**Your goal**:
Search the listing for the word "below" and copy every line where it turns up.

**Record excerpts**:
impl PythonParser {
    /// Find function/class definitions below `node` without descending into them
    fn collect_definitions(&self, node: Node, source: &str, in_class: bool) -> Result<Vec<RawElement>> {
        let mut definitions = Vec::new();
        let mut cursor = node.walk();

        for child in node.named_children(&mut cursor) {
            match child.kind() {
                "function_definition" => {
                    definitions.push(self.parse_function(child, source, in_class, Vec::new())?);
                }
                "class_definition" => {
                    definitions.push(self.parse_class(child, source, Vec::new())?);
                }
                "decorated_definition" => {
                    let decorators = self.decorators(child, source);
                    if let Some(definition) = child.child_by_field_name("definition") {
                        match definition.kind() {
                            "function_definition" => definitions.push(
                                self.parse_function(definition, source, in_class, decorators)?,
                            ),
                            "class_definition" => {
                                definitions.push(self.parse_class(definition, source, decorators)?)
                            }
                            _ => {}
                        }
                    }
                }
                "lambda" => {}
                _ => definitions.extend(self.collect_definitions(child, source, in_class)?),
            }
        }

        Ok(definitions)
    }

    /// Parse a Python function definition
    fn parse_function(
        &self,
        node: Node,
        source: &str,
        is_method: bool,
        decorators: Vec<String>,
    ) -> Result<RawElement> {
        let name = node.child_by_field_name("name")
            .map(|n| self.node_text(n, source))
            .unwrap_or_default();

        let kind = if is_method { "method" } else { "function" };
        let mut function = RawElement::new(kind, name)
            .with_lines(node.start_position().row + 1, node.end_position().row + 1);

        function.decorators = decorators;
        function.is_async = node.child(0).map_or(false, |c| c.kind() == "async");
        function.return_type = node.child_by_field_name("return_type")
            .map(|n| self.node_text(n, source));
        function.parameters = node.child_by_field_name("parameters")
            .map(|p| self.parse_parameters(p, source))
            .unwrap_or_default();

        if let Some(body) = node.child_by_field_name("body") {
            function.docstring = self.extract_docstring(body, source);
            function.calls = self.find_calls(body, source, true);
            function.is_generator = contains_kind(body, "yield");

            for nested in self.collect_definitions(body, source, false)? {
                function.push_child(nested);
            }
        }

        Ok(function)
    }

    /// Parse a Python class definition
    fn parse_class(&self, node: Node, source: &str, decorators: Vec<String>) -> Result<RawElement> {
        let name = node.child_by_field_name("name")
            .map(|n| self.node_text(n, source))
            .unwrap_or_default();

        let mut class = RawElement::new("class", name)
            .with_lines(node.start_position().row + 1, node.end_position().row + 1);
        class.decorators = decorators;

        if let Some(superclasses) = node.child_by_field_name("superclasses") {
            let mut cursor = superclasses.walk();
            class.base_classes = superclasses.named_children(&mut cursor)
                .filter(|n| n.kind() != "keyword_argument" && n.kind() != "comment")
                .map(|n| self.node_text(n, source))
                .collect();
        }

        if let Some(body) = node.child_by_field_name("body") {
            class.docstring = self.extract_docstring(body, source);

            let mut cursor = body.walk();
            for child in body.named_children(&mut cursor) {
                if child.kind() == "expression_statement" {
                    if let Some(attribute) = self.parse_assignment(child, source) {
                        class.push_child(attribute);
                    }
                }
            }

            for member in self.collect_definitions(body, source, true)? {
                class.push_child(member);
            }
        }

        Ok(class)
    }

    /// `NAME = value` at module or class level becomes a variable element
    fn parse_assignment(&self, statement: Node, source: &str) -> Option<RawElement> {
        let assignment = statement.named_child(0).filter(|n| n.kind() == "assignment")?;
        let left = assignment.child_by_field_name("left").filter(|n| n.kind() == "identifier")?;
        let line = statement.start_position().row + 1;

        let mut variable = RawElement::new("variable", self.node_text(left, source))
            .with_lines(line, statement.end_position().row + 1);
        variable.return_type = assignment.child_by_field_name("type")
            .map(|n| self.node_text(n, source));
        Some(variable)
    }

    fn parse_parameters(&self, node: Node, source: &str) -> Vec<Parameter> {
        let mut parameters = Vec::new();
        let mut cursor = node.walk();

        for child in node.named_children(&mut cursor) {
            let parameter = match child.kind() {
                "identifier" => Some(self.parameter(self.node_text(child, source))),
                "typed_parameter" => {
                    let inner = child.named_child(0);
                    let mut parameter = match inner.map(|n| n.kind()) {
                        Some("list_splat_pattern") => {
                            let mut p = self.parameter(self.splat_name(inner, source));
                            p.is_variadic = true;
                            p
                        }
                        Some("dictionary_splat_pattern") => {
                            let mut p = self.parameter(self.splat_name(inner, source));
                            p.is_keyword = true;
                            p
                        }
                        _ => self.parameter(inner.map(|n| self.node_text(n, source)).unwrap_or_default()),
                    };
                    parameter.type_hint = child.child_by_field_name("type")
                        .map(|n| self.node_text(n, source));
                    Some(parameter)
                }
                "default_parameter" | "typed_default_parameter" => {
                    let name = child.child_by_field_name("name")
                        .map(|n| self.node_text(n, source))
                        .unwrap_or_default();
                    let mut parameter = self.parameter(name);
                    parameter.type_hint = child.child_by_field_name("type")
                        .map(|n| self.node_text(n, source));
                    parameter.default_value = child.child_by_field_name("value")
                        .map(|n| summarize_argument(&self.node_text(n, source)));
                    Some(parameter)
                }
                "list_splat_pattern" => {
                    let mut parameter = self.parameter(self.splat_name(Some(child), source));
                    parameter.is_variadic = true;
                    Some(parameter)
                }
                "dictionary_splat_pattern" => {
                    let mut parameter = self.parameter(self.splat_name(Some(child), source));
                    parameter.is_keyword = true;
                    Some(parameter)
                }
                _ => None,
            };

            if let Some(parameter) = parameter.filter(|p| !p.name.is_empty()) {
                parameters.push(parameter);
            }
        }

        parameters
    }

    fn parameter(&self, name: String) -> Parameter {
        Parameter {
            name,
            type_hint: None,
            default_value: None,
            is_variadic: false,
            is_keyword: false,
        }
    }

    fn splat_name(&self, node: Option<Node>, source: &str) -> String {
        node.and_then(|n| n.named_child(0))
            .map(|n| self.node_text(n, source))
            .unwrap_or_default()
    }

    fn decorators(&self, node: Node, source: &str) -> Vec<String> {
        let mut cursor = node.walk();
        node.named_children(&mut cursor)
            .filter(|n| n.kind() == "decorator")
            .map(|n| self.node_text(n, source).trim_start_matches('@').trim().to_string())
            .collect()
    }

    fn parse_import(&self, node: Node, source: &str) -> Vec<Import> {
        let mut imports = Vec::new();
        let mut cursor = node.walk();

        for child in node.named_children(&mut cursor) {
            let (module, alias) = match child.kind() {
                "dotted_name" => (self.node_text(child, source), None),
                "aliased_import" => (
                    child.child_by_field_name("name").map(|n| self.node_text(n, source)).unwrap_or_default(),
                    child.child_by_field_name("alias").map(|n| self.node_text(n, source)),
                ),
                _ => continue,
            };
            imports.push(Import {
                module,
                names: Vec::new(),
                alias,
                is_from: false,
                line: node.start_position().row + 1,
            });
        }

        imports
    }

    fn parse_import_from(&self, node: Node, source: &str) -> Import {
        let module = node.child_by_field_name("module_name")
            .map(|n| self.node_text(n, source))
            .unwrap_or_default();

        let mut cursor = node.walk();
        let names = node.children_by_field_name("name", &mut cursor)
            .map(|n| match n.kind() {
                "aliased_import" => n.child_by_field_name("name")
                    .map(|inner| self.node_text(inner, source))
                    .unwrap_or_default(),
                _ => self.node_text(n, source),
            })
            .collect();

        Import {
            module,
            names,
            alias: None,
            is_from: true,
            line: node.start_position().row + 1,
        }
    }

    /// Collect calls below `node`, skipping nested definitions (they own their calls)
    fn find_calls(&self, node: Node, source: &str, skip_definitions: bool) -> Vec<CallReference> {
        let mut calls = Vec::new();
        self.walk_calls(node, source, skip_definitions, &mut calls);
        calls.sort_by_key(|c| c.line);
        calls
    }

    fn walk_calls(&self, node: Node, source: &str, skip_definitions: bool, calls: &mut Vec<CallReference>) {
        let mut cursor = node.walk();
        for child in node.named_children(&mut cursor) {
            if skip_definitions
                && matches!(child.kind(), "function_definition" | "class_definition" | "decorated_definition")
            {
                continue;
            }

            if child.kind() == "call" {
                if let Some(call) = self.parse_call(child, source) {
                    calls.push(call);
                }
            }

            self.walk_calls(child, source, skip_definitions, calls);
        }
    }

    fn parse_call(&self, node: Node, source: &str) -> Option<CallReference> {
        let function = node.child_by_field_name("function")?;
        let line = node.start_position().row + 1;

        let call = match function.kind() {
            "identifier" => CallReference::new(self.node_text(function, source), line),
            "attribute" => {
                let name = function.child_by_field_name("attribute")?;
                let object = function.child_by_field_name("object")?;
                CallReference::new(self.node_text(name, source), line)
                    .with_target(summarize_argument(&self.node_text(object, source)))
            }
            _ => return None,
        };

        let arguments = node.child_by_field_name("arguments")
            .map(|args| {
                let mut cursor = args.walk();
                args.named_children(&mut cursor)
                    .filter(|n| n.kind() != "comment")
                    .map(|n| call_argument(&self.node_text(n, source)))
                    .collect::<Vec<_>>()
            })
            .unwrap_or_default();

        Some(call.with_arguments(arguments))
    }

    /// First statement of a block, when it is a string literal
    fn extract_docstring(&self, body: Node, source: &str) -> Option<String> {
        let first = body.named_child(0).filter(|n| n.kind() == "expression_statement")?;
        let string = first.named_child(0).filter(|n| n.kind() == "string")?;
        let cleaned = strip_string_quotes(&self.node_text(string, source));
        if cleaned.is_empty() {
            None
        } else {
            Some(cleaned)
        }
    }

    /// Extract text content of a node
    fn node_text(&self, node: Node, source: &str) -> String {
        source[node.byte_range()].to_string()
    }
}

fn strip_string_quotes(literal: &str) -> String {
    let without_prefix = literal.trim_start_matches(|c: char| c.is_ascii_alphabetic());
    for quote in ["\"\"\"", "'''", "\"", "'"] {
        if let Some(inner) = without_prefix.strip_prefix(quote).and_then(|s| s.strip_suffix(quote)) {
            return inner.trim().to_string();
        }
    }
    without_prefix.trim().to_string()
}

**Solution to this problem**:
    /// Find function/class definitions below `node` without descending into them
    /// Collect calls below `node`, skipping nested definitions (they own their calls)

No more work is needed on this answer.